> _TASK OBJECTIVE_
Your job is to set down the stretch of entries that opens with the line containing "creators never collide)" and closes with the line containing "fn fmt(&self, f: &mut". Keep both end lines, copy each exactly, and add nothing.

Collected data

________________________________________

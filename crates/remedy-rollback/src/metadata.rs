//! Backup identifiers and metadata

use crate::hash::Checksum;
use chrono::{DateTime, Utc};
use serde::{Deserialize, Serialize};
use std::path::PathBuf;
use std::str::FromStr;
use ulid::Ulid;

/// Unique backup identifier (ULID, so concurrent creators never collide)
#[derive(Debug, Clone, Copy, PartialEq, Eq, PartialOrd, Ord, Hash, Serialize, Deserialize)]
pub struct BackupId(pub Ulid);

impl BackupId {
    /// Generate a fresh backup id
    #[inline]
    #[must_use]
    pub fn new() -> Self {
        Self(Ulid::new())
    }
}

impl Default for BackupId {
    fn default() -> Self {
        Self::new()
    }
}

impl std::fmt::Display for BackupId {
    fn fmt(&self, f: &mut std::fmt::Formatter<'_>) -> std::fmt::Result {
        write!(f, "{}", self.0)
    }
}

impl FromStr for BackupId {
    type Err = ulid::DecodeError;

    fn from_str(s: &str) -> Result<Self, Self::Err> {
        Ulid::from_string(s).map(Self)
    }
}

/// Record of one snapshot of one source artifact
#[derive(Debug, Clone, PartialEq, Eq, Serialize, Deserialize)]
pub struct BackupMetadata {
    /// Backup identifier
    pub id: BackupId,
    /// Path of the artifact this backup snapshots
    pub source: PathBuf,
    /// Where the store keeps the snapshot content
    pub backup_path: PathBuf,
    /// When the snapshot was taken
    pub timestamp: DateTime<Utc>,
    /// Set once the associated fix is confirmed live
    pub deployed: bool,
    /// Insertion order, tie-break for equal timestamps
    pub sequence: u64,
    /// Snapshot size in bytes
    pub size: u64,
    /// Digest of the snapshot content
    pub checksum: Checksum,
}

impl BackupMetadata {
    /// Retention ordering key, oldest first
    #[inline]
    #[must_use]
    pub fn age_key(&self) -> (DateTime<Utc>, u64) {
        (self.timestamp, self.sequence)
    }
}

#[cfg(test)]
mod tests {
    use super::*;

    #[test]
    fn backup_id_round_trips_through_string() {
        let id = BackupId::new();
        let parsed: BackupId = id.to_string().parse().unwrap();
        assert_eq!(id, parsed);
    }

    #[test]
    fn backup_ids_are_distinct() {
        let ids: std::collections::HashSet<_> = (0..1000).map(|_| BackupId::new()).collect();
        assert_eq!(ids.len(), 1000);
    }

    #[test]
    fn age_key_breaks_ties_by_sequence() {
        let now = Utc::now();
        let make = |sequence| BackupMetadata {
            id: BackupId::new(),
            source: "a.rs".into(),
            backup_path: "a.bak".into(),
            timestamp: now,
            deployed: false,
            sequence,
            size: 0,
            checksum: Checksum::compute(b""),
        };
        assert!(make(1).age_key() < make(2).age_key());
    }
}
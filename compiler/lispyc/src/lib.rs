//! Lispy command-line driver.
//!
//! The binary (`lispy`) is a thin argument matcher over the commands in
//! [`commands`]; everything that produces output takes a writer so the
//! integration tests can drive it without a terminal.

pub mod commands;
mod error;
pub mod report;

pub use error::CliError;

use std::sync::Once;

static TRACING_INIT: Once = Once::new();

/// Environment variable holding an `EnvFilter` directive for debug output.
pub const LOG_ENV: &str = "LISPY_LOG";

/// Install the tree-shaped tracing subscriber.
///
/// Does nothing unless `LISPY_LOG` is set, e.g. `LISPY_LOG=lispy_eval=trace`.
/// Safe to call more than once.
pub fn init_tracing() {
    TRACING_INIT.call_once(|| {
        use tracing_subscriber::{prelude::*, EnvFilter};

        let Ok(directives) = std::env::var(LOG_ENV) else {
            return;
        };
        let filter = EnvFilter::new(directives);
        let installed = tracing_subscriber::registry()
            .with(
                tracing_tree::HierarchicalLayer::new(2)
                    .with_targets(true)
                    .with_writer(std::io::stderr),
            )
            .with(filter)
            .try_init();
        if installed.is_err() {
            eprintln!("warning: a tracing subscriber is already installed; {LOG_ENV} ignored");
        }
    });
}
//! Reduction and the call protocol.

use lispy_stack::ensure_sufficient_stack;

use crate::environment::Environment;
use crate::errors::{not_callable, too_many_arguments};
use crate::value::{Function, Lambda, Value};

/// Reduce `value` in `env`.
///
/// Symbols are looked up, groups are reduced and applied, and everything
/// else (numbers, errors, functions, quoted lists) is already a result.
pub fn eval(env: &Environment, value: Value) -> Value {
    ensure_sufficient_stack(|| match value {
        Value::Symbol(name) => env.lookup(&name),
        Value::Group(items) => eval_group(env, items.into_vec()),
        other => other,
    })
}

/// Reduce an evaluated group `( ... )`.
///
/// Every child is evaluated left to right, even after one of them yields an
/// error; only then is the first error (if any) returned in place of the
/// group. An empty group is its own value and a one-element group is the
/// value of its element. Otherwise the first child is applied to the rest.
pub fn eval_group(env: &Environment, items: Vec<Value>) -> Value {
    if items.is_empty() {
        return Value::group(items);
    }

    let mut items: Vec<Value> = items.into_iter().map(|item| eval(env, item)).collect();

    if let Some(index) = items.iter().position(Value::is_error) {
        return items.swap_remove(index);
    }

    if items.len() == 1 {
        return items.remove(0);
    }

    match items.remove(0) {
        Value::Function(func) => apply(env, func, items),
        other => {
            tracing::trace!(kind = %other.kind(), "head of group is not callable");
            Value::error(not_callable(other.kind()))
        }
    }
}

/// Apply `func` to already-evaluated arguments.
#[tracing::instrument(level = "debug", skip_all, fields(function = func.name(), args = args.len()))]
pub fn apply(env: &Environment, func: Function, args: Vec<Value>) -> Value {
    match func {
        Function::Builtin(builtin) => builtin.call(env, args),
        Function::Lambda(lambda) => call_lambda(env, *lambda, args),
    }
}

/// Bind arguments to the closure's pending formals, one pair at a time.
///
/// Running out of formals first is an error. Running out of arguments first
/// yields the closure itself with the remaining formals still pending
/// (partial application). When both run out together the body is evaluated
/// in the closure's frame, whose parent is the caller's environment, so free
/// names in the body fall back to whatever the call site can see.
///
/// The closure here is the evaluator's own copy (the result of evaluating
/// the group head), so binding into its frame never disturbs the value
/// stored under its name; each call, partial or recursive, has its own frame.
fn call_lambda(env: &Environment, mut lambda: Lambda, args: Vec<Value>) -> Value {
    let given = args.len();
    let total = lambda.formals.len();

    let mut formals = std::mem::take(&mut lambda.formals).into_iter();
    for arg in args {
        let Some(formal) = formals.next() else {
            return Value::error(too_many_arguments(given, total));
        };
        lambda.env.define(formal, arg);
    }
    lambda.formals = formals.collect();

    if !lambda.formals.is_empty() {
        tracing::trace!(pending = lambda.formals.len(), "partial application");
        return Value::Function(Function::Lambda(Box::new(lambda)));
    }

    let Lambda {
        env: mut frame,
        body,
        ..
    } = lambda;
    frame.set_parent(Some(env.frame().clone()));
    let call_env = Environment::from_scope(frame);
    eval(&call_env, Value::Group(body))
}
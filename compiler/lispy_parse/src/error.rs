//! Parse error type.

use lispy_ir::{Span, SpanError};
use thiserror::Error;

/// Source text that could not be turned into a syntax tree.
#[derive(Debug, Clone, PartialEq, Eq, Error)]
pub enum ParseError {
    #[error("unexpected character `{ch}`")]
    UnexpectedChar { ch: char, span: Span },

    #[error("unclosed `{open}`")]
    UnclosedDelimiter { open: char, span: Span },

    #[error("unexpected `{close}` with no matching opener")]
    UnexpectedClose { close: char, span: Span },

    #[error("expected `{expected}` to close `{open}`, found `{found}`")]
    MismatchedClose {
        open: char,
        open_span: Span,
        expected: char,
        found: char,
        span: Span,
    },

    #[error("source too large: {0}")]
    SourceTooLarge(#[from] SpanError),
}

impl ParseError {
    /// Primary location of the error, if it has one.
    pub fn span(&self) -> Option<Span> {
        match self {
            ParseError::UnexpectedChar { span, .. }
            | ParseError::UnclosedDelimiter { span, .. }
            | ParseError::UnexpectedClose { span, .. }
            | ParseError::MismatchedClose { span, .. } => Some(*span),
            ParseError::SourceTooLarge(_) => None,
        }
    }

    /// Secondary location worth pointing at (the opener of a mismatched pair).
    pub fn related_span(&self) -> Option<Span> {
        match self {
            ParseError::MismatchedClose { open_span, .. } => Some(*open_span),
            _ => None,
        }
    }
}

________________________________________

> _RESULT OF THE TASK_
/// Unique backup identifier (ULID, so concurrent creators never collide)
#[derive(Debug, Clone, Copy, PartialEq, Eq, PartialOrd, Ord, Hash, Serialize, Deserialize)]
pub struct BackupId(pub Ulid);

impl BackupId {
    /// Generate a fresh backup id
    #[inline]
    #[must_use]
    pub fn new() -> Self {
        Self(Ulid::new())
    }
}

impl Default for BackupId {
    fn default() -> Self {
        Self::new()
    }
}

impl std::fmt::Display for BackupId {
    fn fmt(&self, f: &mut std::fmt::Formatter<'_>) -> std::fmt::Result {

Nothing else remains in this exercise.